Start of Block

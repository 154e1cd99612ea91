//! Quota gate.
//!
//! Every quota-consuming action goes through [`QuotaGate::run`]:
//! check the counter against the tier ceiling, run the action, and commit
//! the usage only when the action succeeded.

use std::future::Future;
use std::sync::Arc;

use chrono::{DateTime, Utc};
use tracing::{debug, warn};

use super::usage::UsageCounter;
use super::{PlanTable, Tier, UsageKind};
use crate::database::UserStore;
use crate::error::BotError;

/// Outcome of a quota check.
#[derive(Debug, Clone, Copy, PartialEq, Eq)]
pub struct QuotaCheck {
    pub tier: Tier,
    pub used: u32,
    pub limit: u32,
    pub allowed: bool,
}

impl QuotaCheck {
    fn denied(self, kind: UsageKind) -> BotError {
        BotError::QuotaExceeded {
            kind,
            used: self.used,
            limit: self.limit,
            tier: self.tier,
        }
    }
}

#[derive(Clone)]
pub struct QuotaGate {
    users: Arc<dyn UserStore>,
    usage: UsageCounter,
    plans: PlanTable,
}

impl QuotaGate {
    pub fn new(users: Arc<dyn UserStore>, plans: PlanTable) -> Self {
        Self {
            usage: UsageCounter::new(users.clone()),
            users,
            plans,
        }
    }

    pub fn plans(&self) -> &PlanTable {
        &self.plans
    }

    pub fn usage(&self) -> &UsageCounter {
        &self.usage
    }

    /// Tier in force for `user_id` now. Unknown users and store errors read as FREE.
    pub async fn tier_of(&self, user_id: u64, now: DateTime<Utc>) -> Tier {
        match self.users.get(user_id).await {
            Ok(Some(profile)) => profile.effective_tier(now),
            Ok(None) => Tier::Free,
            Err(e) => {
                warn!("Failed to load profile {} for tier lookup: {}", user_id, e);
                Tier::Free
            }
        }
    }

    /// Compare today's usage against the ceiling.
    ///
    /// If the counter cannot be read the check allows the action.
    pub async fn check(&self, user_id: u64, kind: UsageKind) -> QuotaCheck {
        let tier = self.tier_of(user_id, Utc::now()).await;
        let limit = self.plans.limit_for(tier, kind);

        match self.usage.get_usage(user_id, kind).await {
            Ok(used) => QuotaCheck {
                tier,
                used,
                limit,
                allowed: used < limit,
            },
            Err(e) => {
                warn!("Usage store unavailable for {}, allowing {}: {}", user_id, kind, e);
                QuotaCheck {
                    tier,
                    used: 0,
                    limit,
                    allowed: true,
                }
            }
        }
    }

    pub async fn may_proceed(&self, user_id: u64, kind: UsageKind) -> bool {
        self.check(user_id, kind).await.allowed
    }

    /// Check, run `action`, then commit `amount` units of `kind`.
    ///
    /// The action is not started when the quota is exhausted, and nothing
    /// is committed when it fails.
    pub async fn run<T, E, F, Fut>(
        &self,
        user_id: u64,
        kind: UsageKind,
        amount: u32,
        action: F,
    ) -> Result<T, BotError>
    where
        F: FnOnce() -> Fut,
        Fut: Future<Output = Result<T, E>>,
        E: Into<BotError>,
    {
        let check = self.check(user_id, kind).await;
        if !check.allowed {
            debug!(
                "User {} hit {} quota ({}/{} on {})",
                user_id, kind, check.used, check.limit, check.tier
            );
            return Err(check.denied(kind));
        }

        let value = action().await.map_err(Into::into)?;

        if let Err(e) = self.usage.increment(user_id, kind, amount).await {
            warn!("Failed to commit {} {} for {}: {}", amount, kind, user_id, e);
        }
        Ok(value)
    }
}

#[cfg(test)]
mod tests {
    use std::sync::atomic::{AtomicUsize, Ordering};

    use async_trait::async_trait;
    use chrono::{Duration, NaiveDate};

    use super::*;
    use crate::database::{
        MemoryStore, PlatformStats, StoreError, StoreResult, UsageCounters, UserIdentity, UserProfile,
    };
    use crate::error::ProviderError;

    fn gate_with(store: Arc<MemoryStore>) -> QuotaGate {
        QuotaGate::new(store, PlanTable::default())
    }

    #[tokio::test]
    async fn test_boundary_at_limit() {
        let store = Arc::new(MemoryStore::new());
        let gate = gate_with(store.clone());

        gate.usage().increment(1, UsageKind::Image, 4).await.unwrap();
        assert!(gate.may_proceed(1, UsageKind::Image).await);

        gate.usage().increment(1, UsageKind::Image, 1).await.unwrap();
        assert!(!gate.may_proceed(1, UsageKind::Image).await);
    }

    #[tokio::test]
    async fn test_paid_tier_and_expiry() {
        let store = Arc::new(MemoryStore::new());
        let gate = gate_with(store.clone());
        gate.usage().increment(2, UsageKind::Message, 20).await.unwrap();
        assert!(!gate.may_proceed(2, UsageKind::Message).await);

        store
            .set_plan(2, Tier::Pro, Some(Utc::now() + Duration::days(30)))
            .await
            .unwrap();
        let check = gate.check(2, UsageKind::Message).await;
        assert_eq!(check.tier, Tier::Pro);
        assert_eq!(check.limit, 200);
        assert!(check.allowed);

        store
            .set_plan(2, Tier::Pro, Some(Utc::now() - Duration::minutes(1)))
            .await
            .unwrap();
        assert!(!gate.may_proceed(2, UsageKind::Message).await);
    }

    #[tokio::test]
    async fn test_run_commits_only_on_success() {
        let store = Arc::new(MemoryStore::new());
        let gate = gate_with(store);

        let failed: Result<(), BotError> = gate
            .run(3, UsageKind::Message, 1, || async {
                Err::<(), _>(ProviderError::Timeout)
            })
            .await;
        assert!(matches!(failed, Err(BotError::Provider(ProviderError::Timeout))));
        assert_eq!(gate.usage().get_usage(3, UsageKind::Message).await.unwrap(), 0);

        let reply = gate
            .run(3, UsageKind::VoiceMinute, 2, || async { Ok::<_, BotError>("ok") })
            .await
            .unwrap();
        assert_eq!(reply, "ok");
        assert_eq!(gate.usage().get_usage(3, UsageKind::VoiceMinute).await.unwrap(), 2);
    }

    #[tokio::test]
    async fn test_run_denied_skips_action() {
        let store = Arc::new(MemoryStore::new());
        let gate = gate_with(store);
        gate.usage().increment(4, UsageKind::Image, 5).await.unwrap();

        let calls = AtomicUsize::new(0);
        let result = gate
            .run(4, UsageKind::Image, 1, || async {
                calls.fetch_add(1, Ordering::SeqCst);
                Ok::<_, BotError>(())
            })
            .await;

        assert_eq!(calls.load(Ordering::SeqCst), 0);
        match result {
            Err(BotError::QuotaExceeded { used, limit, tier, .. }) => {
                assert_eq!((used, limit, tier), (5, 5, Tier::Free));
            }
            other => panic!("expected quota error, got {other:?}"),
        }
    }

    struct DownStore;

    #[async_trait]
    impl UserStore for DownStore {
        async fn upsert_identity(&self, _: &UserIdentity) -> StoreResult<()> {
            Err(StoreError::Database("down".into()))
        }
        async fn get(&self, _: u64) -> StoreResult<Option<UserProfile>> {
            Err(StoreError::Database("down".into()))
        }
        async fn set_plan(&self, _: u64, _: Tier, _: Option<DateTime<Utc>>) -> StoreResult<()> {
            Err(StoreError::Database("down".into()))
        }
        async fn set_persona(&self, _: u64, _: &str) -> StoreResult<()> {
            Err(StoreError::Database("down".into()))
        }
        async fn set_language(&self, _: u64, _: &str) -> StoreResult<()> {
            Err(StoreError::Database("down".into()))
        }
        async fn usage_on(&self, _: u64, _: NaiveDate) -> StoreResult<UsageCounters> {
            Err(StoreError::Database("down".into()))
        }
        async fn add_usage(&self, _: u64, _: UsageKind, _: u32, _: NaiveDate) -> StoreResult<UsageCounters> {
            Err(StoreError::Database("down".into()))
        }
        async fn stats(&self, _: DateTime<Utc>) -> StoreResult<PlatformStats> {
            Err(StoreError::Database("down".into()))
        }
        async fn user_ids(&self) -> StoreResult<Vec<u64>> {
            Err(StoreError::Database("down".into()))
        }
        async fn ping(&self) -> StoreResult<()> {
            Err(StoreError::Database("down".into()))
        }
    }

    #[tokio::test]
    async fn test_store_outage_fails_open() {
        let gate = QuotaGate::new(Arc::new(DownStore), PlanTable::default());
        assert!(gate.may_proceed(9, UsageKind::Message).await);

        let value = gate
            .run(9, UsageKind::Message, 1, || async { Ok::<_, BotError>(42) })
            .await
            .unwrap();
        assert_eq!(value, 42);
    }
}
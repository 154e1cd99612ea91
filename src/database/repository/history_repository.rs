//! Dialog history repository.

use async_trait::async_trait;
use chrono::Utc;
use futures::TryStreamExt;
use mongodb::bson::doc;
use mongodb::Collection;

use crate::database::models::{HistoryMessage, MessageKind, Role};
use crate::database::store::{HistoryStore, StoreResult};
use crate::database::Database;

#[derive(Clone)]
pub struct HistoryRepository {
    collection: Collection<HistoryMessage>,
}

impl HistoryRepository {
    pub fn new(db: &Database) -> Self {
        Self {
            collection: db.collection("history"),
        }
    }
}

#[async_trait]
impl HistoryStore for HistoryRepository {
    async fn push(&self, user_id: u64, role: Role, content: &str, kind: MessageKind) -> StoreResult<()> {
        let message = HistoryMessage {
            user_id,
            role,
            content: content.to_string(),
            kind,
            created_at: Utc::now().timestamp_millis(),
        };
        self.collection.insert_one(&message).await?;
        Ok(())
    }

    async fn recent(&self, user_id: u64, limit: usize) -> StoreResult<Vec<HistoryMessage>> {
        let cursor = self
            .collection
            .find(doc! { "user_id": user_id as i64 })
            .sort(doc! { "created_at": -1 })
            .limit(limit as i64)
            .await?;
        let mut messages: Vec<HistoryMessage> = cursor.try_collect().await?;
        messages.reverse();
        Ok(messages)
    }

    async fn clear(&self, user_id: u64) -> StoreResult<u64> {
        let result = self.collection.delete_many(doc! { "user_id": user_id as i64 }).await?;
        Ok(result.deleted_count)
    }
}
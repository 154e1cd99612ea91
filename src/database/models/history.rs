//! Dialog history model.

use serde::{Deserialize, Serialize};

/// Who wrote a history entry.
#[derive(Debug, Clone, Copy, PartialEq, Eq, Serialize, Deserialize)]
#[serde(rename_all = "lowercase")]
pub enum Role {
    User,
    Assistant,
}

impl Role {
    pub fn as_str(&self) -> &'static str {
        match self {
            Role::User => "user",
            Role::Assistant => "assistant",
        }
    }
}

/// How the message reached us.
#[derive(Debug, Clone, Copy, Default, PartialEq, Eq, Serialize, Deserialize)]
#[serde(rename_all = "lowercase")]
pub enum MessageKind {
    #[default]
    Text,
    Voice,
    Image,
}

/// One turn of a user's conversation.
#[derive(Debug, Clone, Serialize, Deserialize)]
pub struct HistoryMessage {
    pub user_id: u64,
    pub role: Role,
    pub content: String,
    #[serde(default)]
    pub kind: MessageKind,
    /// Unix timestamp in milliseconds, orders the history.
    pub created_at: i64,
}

End of Block

Work task:
Find and copy each line of the listing above that holds the word "UserStore".

Result of this exercise:
use crate::database::UserStore;
    users: Arc<dyn UserStore>,
    pub fn new(users: Arc<dyn UserStore>, plans: PlanTable) -> Self {
    impl UserStore for DownStore {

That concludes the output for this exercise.